Does that sound reasonable to you?
And who gets to make this decision, some policeman, on the spot, in a busy crowd, on a bad day when he's been dealing with rioters? For any reason he likes?
This is just opening up a new avenue for police brutality and physical intimidation of minorities.
Look at stop and search in the US and how it is used (specifically, who it is used against), and it is far less invasive than this.
I think policemen should be standing up to oppose this and require the use of a court warrant, as is the current standard. I wonder how many will.
Meanwhile to search my house you need a search warrant. I'd feel more violated in my privacy by someone snooping through my phone or computer than by someone searching my house. With a search warrant this would be a different discussion.
> When someone gets questioned by the police, you expect the person to tell the truth. If the police gets a hint that your smartphone might have significant evidence of some sort of crime, isn't it reasonable to comply with the request?
A person does not have to testify against oneself. This principle stands in the USA and Finland for sure (that I know of), I'd expect it to stand in Norway as well.
Well, if you saw something happening and you tell the police that you didn't see anything happening, isn't that obstruction of justice?
We could apply the same thing to your smartphone: if you were taking pictures of some view and you happened to catch something on camera which you didn't reveal to the police, wouldn't that be obstruction of justice as well?
Those are quite different, as it is very easy to take a picture without seeing it, or take a picture and not notice something in it. You'd have to intentionally fail to reveal information.
And for that to carry any weight, the police should have to show that you had that information in the first place. If they knew you were filming a crime and you said you saw nothing, that should not be obstruction. It's just suspicious. It should be grounds for a warrant, which could be used to establish that you had captured the evidence and lied. Then it's obstruction.
As a third party witness it is different, at least in Norway.
> In general, anyone is required to appear before the courts and give testimony, except dictated otherwise by the law
Nonetheless:
> §123: A witness may refuse to answer questions leading to self-incrimination either for the witness itself, or for anyone related to the witness as described by §122
> If the police gets a hint that your smartphone might have significant evidence of some sort of crime, isn't it reasonable to comply with the request?
In the US you don't have to talk to the police, and you never should talk to the police. Remember, they aren't necessarily trying to find the perpetrator, they are trying to convict someone, and that's not necessarily the same thing.
If they can establish you had the means, motive and opportunity, why look for anyone else. Your device can put you close enough to a crime scene that you become the convenient person to convict.

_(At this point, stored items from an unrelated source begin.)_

use gl::types::{GLenum, GLuint};
use std::fmt::{Debug, Display, Formatter};

#[derive(Copy, Clone, Debug, PartialEq, Eq)]
pub enum ShaderStage {
    Vertex,
    Fragment,
    /// not a real stage; failures while linking the program
    Link,
}

impl ShaderStage {
    /// the GL shader type for a compile stage; `Link` has none
    pub fn gl_enum(self) -> Option<GLenum> {
        match self {
            ShaderStage::Vertex => Some(gl::VERTEX_SHADER),
            ShaderStage::Fragment => Some(gl::FRAGMENT_SHADER),
            ShaderStage::Link => None,
        }
    }

    /// the banner printed above the driver log
    pub fn failure_banner(self) -> &'static str {
        match self {
            ShaderStage::Vertex => "ERROR::SHADER::VERTEX::COMPILATION_FAILED",
            ShaderStage::Fragment => "ERROR::SHADER::FRAGMENT::COMPILATION_FAILED",
            ShaderStage::Link => "ERROR::SHADER::PROGRAM::LINKING_FAILED",
        }
    }
}

impl Display for ShaderStage {
    fn fmt(&self, f: &mut Formatter<'_>) -> std::fmt::Result {
        f.write_str(match self {
            ShaderStage::Vertex => "vertex",
            ShaderStage::Fragment => "fragment",
            ShaderStage::Link => "link",
        })
    }
}

//

#[derive(Clone, PartialEq, Eq)]
pub struct ShaderDiagnostic {
    pub stage: ShaderStage,
    pub message: String,
}

impl ShaderDiagnostic {
    pub fn new(stage: ShaderStage, message: impl Into<String>) -> Self {
        Self {
            stage,
            message: message.into(),
        }
    }
}

impl Debug for ShaderDiagnostic {
    fn fmt(&self, f: &mut Formatter<'_>) -> std::fmt::Result {
        write!(f, "{}\n{}", self.stage.failure_banner(), self.message)
    }
}

impl Display for ShaderDiagnostic {
    fn fmt(&self, f: &mut Formatter<'_>) -> std::fmt::Result {
        <Self as Debug>::fmt(self, f)
    }
}

//

/// Everything that went wrong while building one program.
///
/// `program` is the handle that was created anyway.  It was never successfully linked,
/// so using it renders nothing meaningful; whoever ends up holding the error decides
/// whether to delete it or draw with it regardless.
pub struct ShaderBuildError {
    pub diagnostics: Vec<ShaderDiagnostic>,
    pub program: GLuint,
}

impl ShaderBuildError {
    pub fn failed_stages(&self) -> impl Iterator<Item = ShaderStage> + '_ {
        self.diagnostics.iter().map(|d| d.stage)
    }
}

impl Debug for ShaderBuildError {
    fn fmt(&self, f: &mut Formatter<'_>) -> std::fmt::Result {
        write!(f, "program {} failed to build", self.program)?;
        for diagnostic in &self.diagnostics {
            write!(f, "\n{:?}", diagnostic)?;
        }
        Ok(())
    }
}

impl Display for ShaderBuildError {
    fn fmt(&self, f: &mut Formatter<'_>) -> std::fmt::Result {
        <Self as Debug>::fmt(self, f)
    }
}

impl std::error::Error for ShaderBuildError {}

The problem is that as this stands, they can force almost anyone. They need probable cause to search my home, but not to unlock my phone. And I'd rather have them look through my clothes and possessions than all my mail and private conversations...
If you consider your smartphone external memory, only accessible through your brain via encryption keys stored therein, then this is compelled speech and potentially self-incrimination. Without a warrant, without a lawyer.
Even in a America, despite what we see in the news, many Americans are quite nice and decent people that want to help.
If the police is investigating a crime in your neighborhood and asks you if you heard anything, or saw anyone suspicious. Was the neighbors door open when you came home last night? what time was that? Would you refuse to answer?
Do you not want the burglar or murderer to be caught?
I know the police in the US is too confrontational, you need to fix that so that people can talk to the police.
Another trick is to simply turn off the phone. Touch ID is always initially disabled at boot.
I wish Apple would add a “duress finger” feature though.